What is expected: Please take the records that follow and repeat exactly the lines starting with the line with "filename src/checksum.rs" and going on through the line with "pub fn verify(base: &str, digit: u8)".

Input data:
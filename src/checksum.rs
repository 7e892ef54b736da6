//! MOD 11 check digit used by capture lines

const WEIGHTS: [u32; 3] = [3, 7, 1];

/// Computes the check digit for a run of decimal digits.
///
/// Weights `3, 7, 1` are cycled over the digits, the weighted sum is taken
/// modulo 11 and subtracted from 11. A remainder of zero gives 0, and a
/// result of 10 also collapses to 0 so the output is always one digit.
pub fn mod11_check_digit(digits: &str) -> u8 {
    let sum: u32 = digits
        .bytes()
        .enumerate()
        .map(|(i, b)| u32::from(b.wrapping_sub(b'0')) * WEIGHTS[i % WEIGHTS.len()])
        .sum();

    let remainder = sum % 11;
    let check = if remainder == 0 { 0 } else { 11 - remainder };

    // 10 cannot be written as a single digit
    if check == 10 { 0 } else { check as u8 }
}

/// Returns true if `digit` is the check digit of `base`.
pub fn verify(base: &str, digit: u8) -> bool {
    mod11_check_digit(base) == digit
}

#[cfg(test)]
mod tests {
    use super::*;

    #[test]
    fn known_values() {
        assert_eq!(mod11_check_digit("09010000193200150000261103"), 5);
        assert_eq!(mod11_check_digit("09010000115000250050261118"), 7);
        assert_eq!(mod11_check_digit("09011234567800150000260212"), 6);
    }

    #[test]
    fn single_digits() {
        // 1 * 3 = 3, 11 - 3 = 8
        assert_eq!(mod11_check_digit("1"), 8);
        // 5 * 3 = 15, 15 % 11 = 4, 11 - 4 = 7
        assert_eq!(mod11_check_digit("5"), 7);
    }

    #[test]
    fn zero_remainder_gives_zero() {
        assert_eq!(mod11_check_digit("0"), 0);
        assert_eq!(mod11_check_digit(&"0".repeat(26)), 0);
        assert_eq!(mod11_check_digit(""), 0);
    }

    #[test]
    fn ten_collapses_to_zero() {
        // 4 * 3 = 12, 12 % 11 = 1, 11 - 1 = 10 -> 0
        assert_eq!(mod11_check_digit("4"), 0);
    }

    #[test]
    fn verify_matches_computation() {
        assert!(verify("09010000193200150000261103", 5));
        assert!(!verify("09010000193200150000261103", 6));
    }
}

* * *

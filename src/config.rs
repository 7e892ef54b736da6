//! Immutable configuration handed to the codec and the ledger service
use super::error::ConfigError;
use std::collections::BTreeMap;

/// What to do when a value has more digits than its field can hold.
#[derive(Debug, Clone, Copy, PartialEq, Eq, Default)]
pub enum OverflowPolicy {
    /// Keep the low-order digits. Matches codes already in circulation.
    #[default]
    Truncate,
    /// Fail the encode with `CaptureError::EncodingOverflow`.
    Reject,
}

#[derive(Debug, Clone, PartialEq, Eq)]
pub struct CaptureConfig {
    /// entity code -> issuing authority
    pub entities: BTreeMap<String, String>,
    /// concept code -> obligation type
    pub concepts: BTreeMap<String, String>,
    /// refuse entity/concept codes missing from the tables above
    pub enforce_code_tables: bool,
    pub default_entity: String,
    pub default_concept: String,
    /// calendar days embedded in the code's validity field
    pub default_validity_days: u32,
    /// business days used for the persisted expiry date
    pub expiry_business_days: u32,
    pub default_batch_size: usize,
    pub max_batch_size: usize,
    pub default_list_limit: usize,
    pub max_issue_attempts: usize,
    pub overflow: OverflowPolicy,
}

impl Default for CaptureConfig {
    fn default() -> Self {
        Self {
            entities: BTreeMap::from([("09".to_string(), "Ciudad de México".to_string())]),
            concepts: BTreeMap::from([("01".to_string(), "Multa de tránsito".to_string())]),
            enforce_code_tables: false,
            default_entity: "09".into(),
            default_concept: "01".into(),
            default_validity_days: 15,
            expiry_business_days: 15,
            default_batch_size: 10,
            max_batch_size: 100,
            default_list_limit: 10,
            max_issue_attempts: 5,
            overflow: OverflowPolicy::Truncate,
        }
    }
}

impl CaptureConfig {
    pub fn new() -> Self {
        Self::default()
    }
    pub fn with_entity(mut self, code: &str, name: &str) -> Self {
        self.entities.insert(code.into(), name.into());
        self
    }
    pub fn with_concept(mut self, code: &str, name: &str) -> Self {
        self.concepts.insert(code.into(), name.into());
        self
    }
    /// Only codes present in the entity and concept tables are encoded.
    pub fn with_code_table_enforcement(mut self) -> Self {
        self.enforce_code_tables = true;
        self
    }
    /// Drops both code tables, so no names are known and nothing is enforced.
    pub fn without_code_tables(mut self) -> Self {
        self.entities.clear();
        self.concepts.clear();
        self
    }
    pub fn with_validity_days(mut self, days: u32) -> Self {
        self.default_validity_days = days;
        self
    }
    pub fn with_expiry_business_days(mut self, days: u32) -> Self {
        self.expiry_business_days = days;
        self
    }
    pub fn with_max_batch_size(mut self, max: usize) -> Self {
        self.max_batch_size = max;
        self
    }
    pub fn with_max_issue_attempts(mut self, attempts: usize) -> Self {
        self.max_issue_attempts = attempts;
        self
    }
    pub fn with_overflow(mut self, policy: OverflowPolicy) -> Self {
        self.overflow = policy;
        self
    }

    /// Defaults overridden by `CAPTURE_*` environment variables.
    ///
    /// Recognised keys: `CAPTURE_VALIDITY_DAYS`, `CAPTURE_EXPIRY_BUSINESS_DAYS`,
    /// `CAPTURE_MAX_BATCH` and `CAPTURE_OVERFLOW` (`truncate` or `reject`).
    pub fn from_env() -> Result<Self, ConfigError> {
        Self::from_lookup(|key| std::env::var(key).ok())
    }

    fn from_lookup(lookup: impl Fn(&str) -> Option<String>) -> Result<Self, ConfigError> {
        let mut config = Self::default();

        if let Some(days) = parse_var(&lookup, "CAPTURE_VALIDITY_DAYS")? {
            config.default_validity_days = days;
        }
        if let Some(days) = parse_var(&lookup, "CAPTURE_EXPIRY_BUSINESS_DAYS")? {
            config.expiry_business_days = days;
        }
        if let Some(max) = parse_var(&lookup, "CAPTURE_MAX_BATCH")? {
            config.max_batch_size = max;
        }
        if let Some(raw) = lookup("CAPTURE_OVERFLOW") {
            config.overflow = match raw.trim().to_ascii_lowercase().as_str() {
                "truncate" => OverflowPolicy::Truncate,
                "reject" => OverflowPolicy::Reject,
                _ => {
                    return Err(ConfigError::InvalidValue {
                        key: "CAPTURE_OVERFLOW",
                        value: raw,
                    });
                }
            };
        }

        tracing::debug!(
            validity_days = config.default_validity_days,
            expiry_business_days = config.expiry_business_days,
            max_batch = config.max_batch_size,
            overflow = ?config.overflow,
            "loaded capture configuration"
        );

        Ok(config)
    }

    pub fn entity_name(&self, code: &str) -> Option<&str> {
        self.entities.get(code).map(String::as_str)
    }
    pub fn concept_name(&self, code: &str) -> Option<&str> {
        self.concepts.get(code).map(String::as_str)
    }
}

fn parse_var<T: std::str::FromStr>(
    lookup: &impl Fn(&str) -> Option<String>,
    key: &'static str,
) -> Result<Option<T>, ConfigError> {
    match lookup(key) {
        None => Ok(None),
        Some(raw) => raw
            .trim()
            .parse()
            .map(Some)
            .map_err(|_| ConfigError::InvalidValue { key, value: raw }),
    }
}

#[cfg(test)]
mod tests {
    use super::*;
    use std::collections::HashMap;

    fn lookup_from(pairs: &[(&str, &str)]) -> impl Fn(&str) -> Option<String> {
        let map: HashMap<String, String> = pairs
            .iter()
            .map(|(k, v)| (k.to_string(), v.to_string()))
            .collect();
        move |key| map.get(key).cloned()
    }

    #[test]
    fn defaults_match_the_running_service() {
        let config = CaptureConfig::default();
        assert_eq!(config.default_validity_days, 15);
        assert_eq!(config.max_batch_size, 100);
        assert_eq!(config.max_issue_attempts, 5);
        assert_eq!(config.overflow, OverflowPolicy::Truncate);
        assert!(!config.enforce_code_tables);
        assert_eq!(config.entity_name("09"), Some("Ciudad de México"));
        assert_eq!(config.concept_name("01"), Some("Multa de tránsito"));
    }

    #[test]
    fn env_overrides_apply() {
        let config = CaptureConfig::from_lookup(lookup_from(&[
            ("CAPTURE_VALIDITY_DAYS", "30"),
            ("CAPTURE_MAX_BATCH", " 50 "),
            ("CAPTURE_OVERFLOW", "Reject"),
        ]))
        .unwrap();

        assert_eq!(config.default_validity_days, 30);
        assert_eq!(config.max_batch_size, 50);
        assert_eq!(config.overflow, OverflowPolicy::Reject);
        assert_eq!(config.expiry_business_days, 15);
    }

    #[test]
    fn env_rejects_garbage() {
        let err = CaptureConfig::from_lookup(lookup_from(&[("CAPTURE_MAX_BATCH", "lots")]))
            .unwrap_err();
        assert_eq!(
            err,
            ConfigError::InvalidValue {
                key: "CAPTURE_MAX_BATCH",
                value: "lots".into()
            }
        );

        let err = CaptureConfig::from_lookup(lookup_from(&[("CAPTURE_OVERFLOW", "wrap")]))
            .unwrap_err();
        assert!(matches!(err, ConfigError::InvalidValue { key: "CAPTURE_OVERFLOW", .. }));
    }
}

Task output:
filename src/checksum.rs
repository 7e892ef54b736da6
//! MOD 11 check digit used by capture lines

const WEIGHTS: [u32; 3] = [3, 7, 1];

/// Computes the check digit for a run of decimal digits.
///
/// Weights `3, 7, 1` are cycled over the digits, the weighted sum is taken
/// modulo 11 and subtracted from 11. A remainder of zero gives 0, and a
/// result of 10 also collapses to 0 so the output is always one digit.
pub fn mod11_check_digit(digits: &str) -> u8 {
    let sum: u32 = digits
        .bytes()
        .enumerate()
        .map(|(i, b)| u32::from(b.wrapping_sub(b'0')) * WEIGHTS[i % WEIGHTS.len()])
        .sum();

    let remainder = sum % 11;
    let check = if remainder == 0 { 0 } else { 11 - remainder };

    // 10 cannot be written as a single digit
    if check == 10 { 0 } else { check as u8 }
}

/// Returns true if `digit` is the check digit of `base`.
pub fn verify(base: &str, digit: u8) -> bool {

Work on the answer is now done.